E-commerce will have a cataclysmic change in channels of distribution. … The big winners will be FedEx and UPS. Furniture design will need to accommodate smaller cubes and lighter weights. Initially e-commerce will drive prices down, but it will level out. I think that we can expect to see the emergence of boutique retailers with highly specialized products. Successful retailers will blend e-commerce with bricks, and consumers will expect increasing speed of fulfillment.


Roy Calcagne, president and CEO
Craftmaster Furniture

It will be the impact of e-commerce on the retail landscape. If it is currently in the 15% to 20% range today, what will that number be in five or 10 years?

This will impact both the brick-and-mortar retailer as well as the manufacturer. Which e-commerce companies will figure it out, and which ones will continue to lose money? At some point it must become profitable.

What will the brick-and-mortar landscape look like? We see the smaller dealers having a more difficult time competing with the larger regional players. It is difficult to compete from a buying-power stand point, but more importantly an advertising-expense standpoint. If retailers are not advertising today, they are feeling it much worse than the ones that are.

All brick-and-mortar retailers must up their games when it comes to the customer shopping experience. This is the best way to compete with e-commerce. Consumers must enjoy the in-store shopping experience if they will continue to shop that way. Look at how well RH has improved the in-store experience in shopping for furniture: improved lighting, paint, carpet, well trained sales associates, good quality products and not necessary the lowest price.


Stuart Carlitz, CEO
Eclipse International

The legacy bedding brands will become less meaningful as they continue to go direct to consumer through their own stores, Groupon and other Internet channels such as Amazon, Wayfair and Overstock.

We see a great opportunity to offer retailers a true partnership with our brands married to private-label programs. A private label made by Eclipse or Eastman House that dates back to the late 1800s gives tremendous credibility to the line.

Retailers have a lot of trepidation about competing against their own vendor partners. Instead, they are turning to alternative brands like Eclipse and Eastman House that can supply them with quality products and a history of staying power.
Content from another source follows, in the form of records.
//! Nexus Storage - pluggable persistence for session snapshots.
//!
//! A [`StateProvider`] abstracts the storage backend behind a uniform
//! async interface: `save`, `load`, `exists`, `delete`, `list_keys`.
//! Two implementations ship with the runtime:
//!
//! - [`MemoryStateProvider`]: dictionary-backed, for tests and
//!   development. Values are deep-copied in both directions.
//! - [`FileStateProvider`]: one JSON file per key with atomic
//!   temp-then-rename writes and filesystem-safe key sanitization.
//!
//! Corrupt data surfaces as [`StorageError::Corrupt`] at load time; the
//! session layer decides whether to fall back to fresh state.

#![deny(unsafe_code)]
#![warn(missing_docs)]
#![deny(clippy::all)]
#![warn(unreachable_pub)]
#![deny(clippy::unwrap_used)]
#![cfg_attr(test, allow(clippy::unwrap_used))]

mod error;
mod file;
mod memory;
mod provider;

pub use error::{StorageError, StorageResult};
pub use file::FileStateProvider;
pub use memory::MemoryStateProvider;
pub use provider::StateProvider;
Through our portfolio of brands and our collaborative approach with our manufacturing partners, we can deliver proprietary designed products that stand out on retail floors.


Jeff Child, president
RC Willey, Salt Lake City

I think the most impactful change affecting business is going to be change. Here are a few changes that we can think about right now. I’m sure in (the next) 10 years there will be changes coming that we haven’t even thought of yet.
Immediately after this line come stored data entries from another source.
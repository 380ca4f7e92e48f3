//! Background FIFO queue processing.
//!
//! One generic single-worker processor, instantiated twice: the
//! [`QueryQueue`] that serializes user queries, and the [`StatusQueue`]
//! that applies status updates to a UI panel abstraction in order.
//! Sharing the pattern amortizes the correctness reasoning.

use async_trait::async_trait;
use serde_json::Value;
use std::sync::atomic::{AtomicU64, AtomicUsize, Ordering};
use std::sync::{Arc, Mutex};
use tokio::sync::mpsc;
use tokio::task::JoinHandle;
use tokio_util::sync::CancellationToken;
use tracing::{debug, error, info};

use crate::error::{RuntimeError, RuntimeResult};

/// Processes one queue item at a time.
#[async_trait]
pub trait ItemProcessor<T>: Send + Sync {
    /// Handle one item. A returned error is logged; the worker
    /// continues with the next item.
    async fn process(&self, item: T) -> RuntimeResult<()>;
}

struct WorkerState<T> {
    tx: mpsc::UnboundedSender<T>,
    cancel: CancellationToken,
    handle: JoinHandle<()>,
}

/// Generic single-worker FIFO processor.
///
/// Items are processed strictly in enqueue order; one item fully
/// completes before the next begins. `stop()` cancels the worker and
/// waits for the in-flight item to finish — queued items behind it are
/// dropped, never run.
pub struct QueueProcessor<T> {
    name: String,
    processor: Arc<dyn ItemProcessor<T>>,
    state: Mutex<Option<WorkerState<T>>>,
    pending: Arc<AtomicUsize>,
}

impl<T> std::fmt::Debug for QueueProcessor<T> {
    fn fmt(&self, f: &mut std::fmt::Formatter<'_>) -> std::fmt::Result {
        f.debug_struct("QueueProcessor")
            .field("name", &self.name)
            .field("queue_size", &self.pending.load(Ordering::SeqCst))
            .finish_non_exhaustive()
    }
}

impl<T: Send + 'static> QueueProcessor<T> {
    /// Create a stopped processor.
    #[must_use]
    pub fn new(name: impl Into<String>, processor: Arc<dyn ItemProcessor<T>>) -> Self {
        Self {
            name: name.into(),
            processor,
            state: Mutex::new(None),
            pending: Arc::new(AtomicUsize::new(0)),
        }
    }

    /// Start the worker task. Idempotent.
    ///
    /// # Panics
    ///
    /// Panics if the internal lock is poisoned.
    pub fn start(&self) {
        let mut state = self.state.lock().expect("lock poisoned");
        if state.as_ref().is_some_and(|s| !s.handle.is_finished()) {
            debug!(queue = %self.name, "Worker already running");
            return;
        }

        let (tx, mut rx) = mpsc::unbounded_channel::<T>();
        let cancel = CancellationToken::new();
        let worker_cancel = cancel.clone();
        let processor = Arc::clone(&self.processor);
        let pending = Arc::clone(&self.pending);
        let name = self.name.clone();

        let handle = tokio::spawn(async move {
            loop {
                // Cancellation is only observed between items, so an
                // in-flight item always completes.
                let item = tokio::select! {
                    () = worker_cancel.cancelled() => break,
                    item = rx.recv() => match item {
                        Some(item) => item,
                        None => break,
                    },
                };

                pending.fetch_sub(1, Ordering::SeqCst);
                if let Err(e) = processor.process(item).await {
                    error!(queue = %name, error = %e, "Item processing failed");
                }
            }
            debug!(queue = %name, "Worker exited");
        });

        info!(queue = %self.name, "Queue worker started");
        *state = Some(WorkerState { tx, cancel, handle });
    }

    /// Stop the worker, waiting for the in-flight item to drain.
    ///
    /// # Panics
    ///
    /// Panics if the internal lock is poisoned.
    pub async fn stop(&self) {
        let state = self.state.lock().expect("lock poisoned").take();
        let Some(state) = state else {
            return;
        };

        info!(queue = %self.name, "Stopping queue worker");
        state.cancel.cancel();
        drop(state.tx);
        if state.handle.await.is_err() {
            error!(queue = %self.name, "Worker task panicked");
        }
        self.pending.store(0, Ordering::SeqCst);
    }

    /// Enqueue an item for processing.
    ///
    /// # Errors
    ///
    /// Returns [`RuntimeError::QueueNotRunning`] when the worker is not
    /// running.
    ///
    /// # Panics
    ///
    /// Panics if the internal lock is poisoned.
    pub fn enqueue(&self, item: T) -> RuntimeResult<()> {
        let state = self.state.lock().expect("lock poisoned");
        let Some(state) = state.as_ref() else {
            return Err(RuntimeError::QueueNotRunning {
                name: self.name.clone(),
            });
        };

        self.pending.fetch_add(1, Ordering::SeqCst);
        state.tx.send(item).map_err(|_| {
            self.pending.fetch_sub(1, Ordering::SeqCst);
            RuntimeError::QueueNotRunning {
                name: self.name.clone(),
            }
        })
    }

    /// Number of items waiting to be processed.
    #[must_use]
    pub fn queue_size(&self) -> usize {
        self.pending.load(Ordering::SeqCst)
    }

    /// Whether the worker is running.
    ///
    /// # Panics
    ///
    /// Panics if the internal lock is poisoned.
    #[must_use]
    pub fn is_running(&self) -> bool {
        self.state
            .lock()
            .expect("lock poisoned")
            .as_ref()
            .is_some_and(|s| !s.handle.is_finished())
    }
}

// ---------------------------------------------------------------------
// Query queue
// ---------------------------------------------------------------------

/// A queued user query with its monotonic id.
#[derive(Debug, Clone, PartialEq, Eq)]
pub struct QueryItem {
    /// The query text.
    pub query: String,
    /// Monotonic id assigned at enqueue time.
    pub query_id: u64,
}

/// FIFO queue for sequential query processing.
///
/// Queries run strictly in submission order even when their processing
/// times vary wildly.
pub struct QueryQueue {
    processor: QueueProcessor<QueryItem>,
    next_query_id: AtomicU64,
}

impl std::fmt::Debug for QueryQueue {
    fn fmt(&self, f: &mut std::fmt::Formatter<'_>) -> std::fmt::Result {
        f.debug_struct("QueryQueue")
            .field("queue_size", &self.queue_size())
            .finish_non_exhaustive()
    }
}

impl QueryQueue {
    /// Create a query queue over the given processor.
    #[must_use]
    pub fn new(processor: Arc<dyn ItemProcessor<QueryItem>>) -> Self {
        Self {
            processor: QueueProcessor::new("QueryQueue", processor),
            next_query_id: AtomicU64::new(0),
        }
    }

    /// Start the worker.
    pub fn start(&self) {
        self.processor.start();
    }

    /// Stop the worker, draining the in-flight query.
    pub async fn stop(&self) {
        self.processor.stop().await;
    }

    /// Enqueue a query; returns its id.
    ///
    /// # Errors
    ///
    /// Returns [`RuntimeError::QueueNotRunning`] when the queue is
    /// stopped.
    pub fn enqueue(&self, query: impl Into<String>) -> RuntimeResult<u64> {
        let query = query.into();
        let query_id = self.next_query_id.fetch_add(1, Ordering::SeqCst);
        debug!(query_id, query = %query.chars().take(50).collect::<String>(), "Enqueued query");
        self.processor.enqueue(QueryItem { query, query_id })?;
        Ok(query_id)
    }

    /// Number of pending queries.
    #[must_use]
    pub fn queue_size(&self) -> usize {
        self.processor.queue_size()
    }

    /// Whether the queue is running.
    #[must_use]
    pub fn is_running(&self) -> bool {
        self.processor.is_running()
    }
}

// ---------------------------------------------------------------------
// Status queue
// ---------------------------------------------------------------------

/// A tagged status update destined for the UI panel.
#[derive(Debug, Clone, PartialEq)]
pub enum StatusUpdate {
    /// A tool call started.
    ToolCall {
        /// Tool name.
        name: String,
        /// Tool parameters.
        params: Value,
    },
    /// A tool call finished.
    ToolResult {
        /// Tool name.
        name: String,
        /// Truncated result text.
        result: String,
        /// Whether the call succeeded.
        success: bool,
    },
    /// Informational message.
    Info(String),
    /// Error message.
    Error(String),
    /// Success message.
    Success(String),
    /// Visual divider.
    Divider,
    /// Plan progress snapshot: completed and pending step descriptions.
    PlanProgress {
        /// Completed step descriptions.
        completed: Vec<String>,
        /// Pending step descriptions.
        pending: Vec<String>,
    },
}

/// The UI panel abstraction the status queue drives.
///
/// Updates must be applied in the order received; the queue guarantees
/// that order matches enqueue order.
pub trait StatusSink: Send + Sync {
    /// Apply one update to the panel.
    fn apply(&self, update: StatusUpdate);
}

struct SinkProcessor {
    sink: Arc<dyn StatusSink>,
}

#[async_trait]
impl ItemProcessor<StatusUpdate> for SinkProcessor {
    async fn process(&self, item: StatusUpdate) -> RuntimeResult<()> {
        self.sink.apply(item);
        Ok(())
    }
}

/// Queue of asynchronous status updates for the UI.
pub struct StatusQueue {
    processor: QueueProcessor<StatusUpdate>,
}

impl std::fmt::Debug for StatusQueue {
    fn fmt(&self, f: &mut std::fmt::Formatter<'_>) -> std::fmt::Result {
        f.debug_struct("StatusQueue")
            .field("queue_size", &self.queue_size())
            .finish_non_exhaustive()
    }
}

impl StatusQueue {
    /// Create a status queue over a sink.
    #[must_use]
    pub fn new(sink: Arc<dyn StatusSink>) -> Self {
        Self {
            processor: QueueProcessor::new("StatusQueue", Arc::new(SinkProcessor { sink })),
        }
    }

    /// Start the worker.
    pub fn start(&self) {
        self.processor.start();
    }

    /// Stop the worker.
    pub async fn stop(&self) {
        self.processor.stop().await;
    }

    /// Queue any update.
    ///
    /// # Errors
    ///
    /// Returns [`RuntimeError::QueueNotRunning`] when stopped.
    pub fn push(&self, update: StatusUpdate) -> RuntimeResult<()> {
        self.processor.enqueue(update)
    }

    /// Queue a tool-call update.
    ///
    /// # Errors
    ///
    /// Returns [`RuntimeError::QueueNotRunning`] when stopped.
    pub fn add_tool_call(&self, name: impl Into<String>, params: Value) -> RuntimeResult<()> {
        self.push(StatusUpdate::ToolCall {
            name: name.into(),
            params,
        })
    }

    /// Queue a tool-result update.
    ///
    /// # Errors
    ///
    /// Returns [`RuntimeError::QueueNotRunning`] when stopped.
    pub fn add_tool_result(
        &self,
        name: impl Into<String>,
        result: impl Into<String>,
        success: bool,
    ) -> RuntimeResult<()> {
        self.push(StatusUpdate::ToolResult {
            name: name.into(),
            result: result.into(),
            success,
        })
    }

    /// Queue an info message.
    ///
    /// # Errors
    ///
    /// Returns [`RuntimeError::QueueNotRunning`] when stopped.
    pub fn add_info_message(&self, message: impl Into<String>) -> RuntimeResult<()> {
        self.push(StatusUpdate::Info(message.into()))
    }

    /// Queue an error message.
    ///
    /// # Errors
    ///
    /// Returns [`RuntimeError::QueueNotRunning`] when stopped.
    pub fn add_error_message(&self, message: impl Into<String>) -> RuntimeResult<()> {
        self.push(StatusUpdate::Error(message.into()))
    }

    /// Number of pending updates.
    #[must_use]
    pub fn queue_size(&self) -> usize {
        self.processor.queue_size()
    }

    /// Whether the queue is running.
    #[must_use]
    pub fn is_running(&self) -> bool {
        self.processor.is_running()
    }
}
  1. Shifting values and expectations will impact consumer habits. These changes will have a huge impact on our business models, how we employ associates and how we communicate with our consumers. Technology will have to help us incorporate new methods of addressing consumer needs and expectations.
  2. I think ‘big data’ and artificial intelligence will be needed to stay viable as the consumers search (to address) needs they have.
  3. Economic uncertainties will have great impact as nationalism continues to grow, debt continues to rise and a decade without a major recession comes to an end.

I think the decade ahead will be radically different than any we have seen before. It will be dangerous to those who don’t keep up with the incredible rate of change, but it will offer opportunities that we can’t anticipate. If you don’t have a clear sense of where we need to go and how we are going to get there, this decade will be devastating. But someone always benefits from change; it just needs to be us.


Nathan Cressman, CEO
Magnussen Home Furnishings

I think the importance of delivery and supply is just going to continue to evolve. I think that is probably the big one. It is going to be more and more key as the years progress. Also of importance will be managing cash flow and on-time performance. Certainly this year has been choppy with a lot of outside dynamics.
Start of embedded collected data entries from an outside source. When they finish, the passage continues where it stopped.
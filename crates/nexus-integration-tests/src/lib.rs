//! Integration tests for the Nexus agent runtime.
//!
//! All tests live under `tests/`; this library target is intentionally
//! empty.
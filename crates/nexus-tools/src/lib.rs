//! Nexus Tools - tool dispatch registry.
//!
//! A [`ToolRegistry`] aggregates tool definitions from any number of
//! [`ToolProvider`]s and routes execution by tool name. Two providers
//! ship with the runtime:
//!
//! - [`McpToolProvider`]: wraps the MCP fleet, deduplicates colliding
//!   tool names (first server wins), and forwards calls to the owning
//!   client.
//! - [`LocalToolProvider`]: explicitly registered in-process tools with
//!   declared parameter schemas — no reflection.
//!
//! A [`ToolStateManager`] tracks disabled tool names; the registry
//! filters the definitions it emits by that set, but does not refuse
//! execution of a disabled tool. The gate is the LLM's tool menu.

#![deny(unsafe_code)]
#![warn(missing_docs)]
#![deny(clippy::all)]
#![warn(unreachable_pub)]
#![deny(clippy::unwrap_used)]
#![cfg_attr(test, allow(clippy::unwrap_used))]

mod error;
mod local;
mod mcp;
mod provider;
mod registry;
mod state;

pub use error::{ToolError, ToolResult};
pub use local::{LocalTool, LocalToolHandler, LocalToolProvider, ParameterKind, ToolParameter};
pub use mcp::McpToolProvider;
pub use provider::{ToolProvider, ToolSpec};
pub use registry::ToolRegistry;
pub use state::ToolStateManager;
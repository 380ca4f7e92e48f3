//! Connection status and artifact value types.

use serde::{Deserialize, Serialize};

/// Connection status of an MCP upstream.
#[derive(Debug, Clone, Copy, PartialEq, Eq, Serialize, Deserialize)]
#[serde(rename_all = "snake_case")]
pub enum ConnectionStatus {
    /// No connection and none in progress.
    Disconnected,
    /// Connection attempt in flight.
    Connecting,
    /// Session established and ready.
    Connected,
    /// Connection lost, automatic retries in progress.
    Reconnecting,
    /// Connection failed and retries are exhausted (or never started).
    Error,
}

impl ConnectionStatus {
    /// Whether the client currently has a usable session.
    #[must_use]
    pub fn is_connected(&self) -> bool {
        matches!(self, Self::Connected)
    }

    /// Whether the client is in a terminal failure state.
    #[must_use]
    pub fn is_error(&self) -> bool {
        matches!(self, Self::Error)
    }
}

impl std::fmt::Display for ConnectionStatus {
    fn fmt(&self, f: &mut std::fmt::Formatter<'_>) -> std::fmt::Result {
        let s = match self {
            Self::Disconnected => "disconnected",
            Self::Connecting => "connecting",
            Self::Connected => "connected",
            Self::Reconnecting => "reconnecting",
            Self::Error => "error",
        };
        f.write_str(s)
    }
}

/// A single artifact surfaced by a server: a tool, prompt, or resource.
#[derive(Debug, Clone, Default, PartialEq, Eq, Serialize, Deserialize)]
pub struct ArtifactRecord {
    /// Artifact name (resource URI for resources).
    pub name: String,
    /// Human-readable description, when the server provides one.
    pub description: Option<String>,
}

impl ArtifactRecord {
    /// Create a record with a name and optional description.
    pub fn new(name: impl Into<String>, description: Option<String>) -> Self {
        Self {
            name: name.into(),
            description,
        }
    }
}

/// Everything a single server surfaces, grouped by category.
///
/// Structural equality between two collections is what drives change
/// detection in the artifact cache.
#[derive(Debug, Clone, Default, PartialEq, Eq, Serialize, Deserialize)]
pub struct ArtifactCollection {
    /// Tools exposed by the server.
    pub tools: Vec<ArtifactRecord>,
    /// Prompts (slash commands) exposed by the server.
    pub prompts: Vec<ArtifactRecord>,
    /// Resources exposed by the server.
    pub resources: Vec<ArtifactRecord>,
}

impl ArtifactCollection {
    /// Create an empty collection.
    #[must_use]
    pub fn new() -> Self {
        Self::default()
    }

    /// Whether all three categories are empty.
    #[must_use]
    pub fn is_empty(&self) -> bool {
        self.tools.is_empty() && self.prompts.is_empty() && self.resources.is_empty()
    }

    /// Total number of artifacts across categories.
    #[must_use]
    pub fn len(&self) -> usize {
        self.tools
            .len()
            .saturating_add(self.prompts.len())
            .saturating_add(self.resources.len())
    }
}

#[cfg(test)]
mod tests {
    use super::*;

    #[test]
    fn test_status_predicates() {
        assert!(ConnectionStatus::Connected.is_connected());
        assert!(!ConnectionStatus::Reconnecting.is_connected());
        assert!(ConnectionStatus::Error.is_error());
        assert_eq!(ConnectionStatus::Reconnecting.to_string(), "reconnecting");
    }

    #[test]
    fn test_collection_equality_drives_change_detection() {
        let a = ArtifactCollection {
            tools: vec![ArtifactRecord::new("read_file", Some("Read a file".into()))],
            prompts: vec![],
            resources: vec![],
        };
        let mut b = a.clone();
        assert_eq!(a, b);

        b.tools[0].description = Some("Read a file from disk".into());
        assert_ne!(a, b);
    }

    #[test]
    fn test_collection_len() {
        let c = ArtifactCollection {
            tools: vec![ArtifactRecord::new("t", None)],
            prompts: vec![ArtifactRecord::new("p", None)],
            resources: vec![ArtifactRecord::new("r", None), ArtifactRecord::new("s", None)],
        };
        assert_eq!(c.len(), 4);
        assert!(!c.is_empty());
        assert!(ArtifactCollection::new().is_empty());
    }
}
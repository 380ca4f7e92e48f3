//! LLM-related error types.

use thiserror::Error;

/// Errors surfaced by an [`crate::LlmProvider`] implementation.
///
/// The reasoning components never let these propagate past their own
/// boundary; each one maps a failed call to its documented fallback.
#[derive(Debug, Error)]
pub enum LlmError {
    /// The request to the model back end failed outright.
    #[error("API request failed: {0}")]
    ApiRequestFailed(String),

    /// The back end asked us to slow down.
    #[error("Rate limit exceeded, retry after {retry_after_secs} seconds")]
    RateLimitExceeded {
        /// Seconds to wait before retrying.
        retry_after_secs: u64,
    },

    /// The back end answered with something we cannot interpret.
    #[error("Invalid API response: {0}")]
    InvalidResponse(String),

    /// The conversation no longer fits the model's context window.
    #[error("Context length exceeded: {current} tokens, max is {max}")]
    ContextLengthExceeded {
        /// Current token count.
        current: usize,
        /// Maximum allowed.
        max: usize,
    },

    /// Provider or pricing configuration problem.
    #[error("Configuration error: {0}")]
    ConfigError(String),
}

/// Result type for LLM operations.
pub type LlmResult<T> = Result<T, LlmError>;
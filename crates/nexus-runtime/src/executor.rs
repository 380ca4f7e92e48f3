//! Tool-tracking LLM execution.
//!
//! The [`ToolLoopExecutor`] drives the LLM tool-use loop for one query:
//! assistant `tool_use` blocks dispatch through the registry (behind an
//! optional approval gate), results re-enter the conversation as
//! `tool_result` user blocks, and every execution is journaled into the
//! progress tracker. Tool failures surface to the LLM as error text
//! blocks — the model re-plans or narrates, the runtime never falls
//! over.

use serde_json::Value;
use std::sync::Arc;
use tokio::sync::Mutex;
use tracing::{debug, info, warn};

use nexus_approval::{ApprovalManager, ApprovalRequest};
use nexus_llm::{ContentBlock, CostCalculator, LlmProvider, UsageObserver};
use nexus_tools::ToolRegistry;

use crate::conversation::Conversation;
use crate::error::RuntimeResult;
use crate::observer::ExecutionObserver;
use crate::tracker::ProgressTracker;

/// Executor knobs.
#[derive(Debug, Clone)]
pub struct ExecutorConfig {
    /// Token budget per LLM call.
    pub max_tokens: u32,
    /// Maximum assistant/tool rounds per execution.
    pub max_tool_rounds: u32,
}

impl Default for ExecutorConfig {
    fn default() -> Self {
        Self {
            max_tokens: 4096,
            max_tool_rounds: 8,
        }
    }
}

/// Executes queries against the LLM with tool dispatch and tracking.
pub struct ToolLoopExecutor {
    llm: Arc<dyn LlmProvider>,
    registry: Arc<ToolRegistry>,
    conversation: Arc<Mutex<Conversation>>,
    approval: Option<Arc<ApprovalManager>>,
    config: ExecutorConfig,
    cost: CostCalculator,
    on_usage: Option<UsageObserver>,
}

impl std::fmt::Debug for ToolLoopExecutor {
    fn fmt(&self, f: &mut std::fmt::Formatter<'_>) -> std::fmt::Result {
        f.debug_struct("ToolLoopExecutor")
            .field("config", &self.config)
            .finish_non_exhaustive()
    }
}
Kurt Darrow, chairman and CEO

The furniture industry has been dynamic for the past two decades and will continue to evolve at a rapid pace. Sourcing and distribution landscapes continue to change, and companies need to be agile to respond to those changes.

At La-Z-Boy, we are cognizant of the rapid speed with which we need to adapt to ensure that we continue to deliver high-quality furniture with mass customization options quickly.


Mike Hall, CEO
Georgia Furniture Mart, Norcross, Ga.

Staying in the retail brick-and-mortar business and continuing to grow will, among other factors, greatly depend on the retailer’s development and management of an excellent and engaging online experience. I believe it MUST be far beyond what the best players in our industry offer today.

This will prove to be highly difficult and expensive for those that succeed due to the ever increasing rate of change and available technologies. We will all face the incredible challenge of deciding when to go ‘all in’ on advancing technologies. Adopting too early is usually a big mistake and very expensive due to rapid improvements and developments surrounding a new technology.  Failure to adopt or being too late to the party will prove to be disastrous for certain.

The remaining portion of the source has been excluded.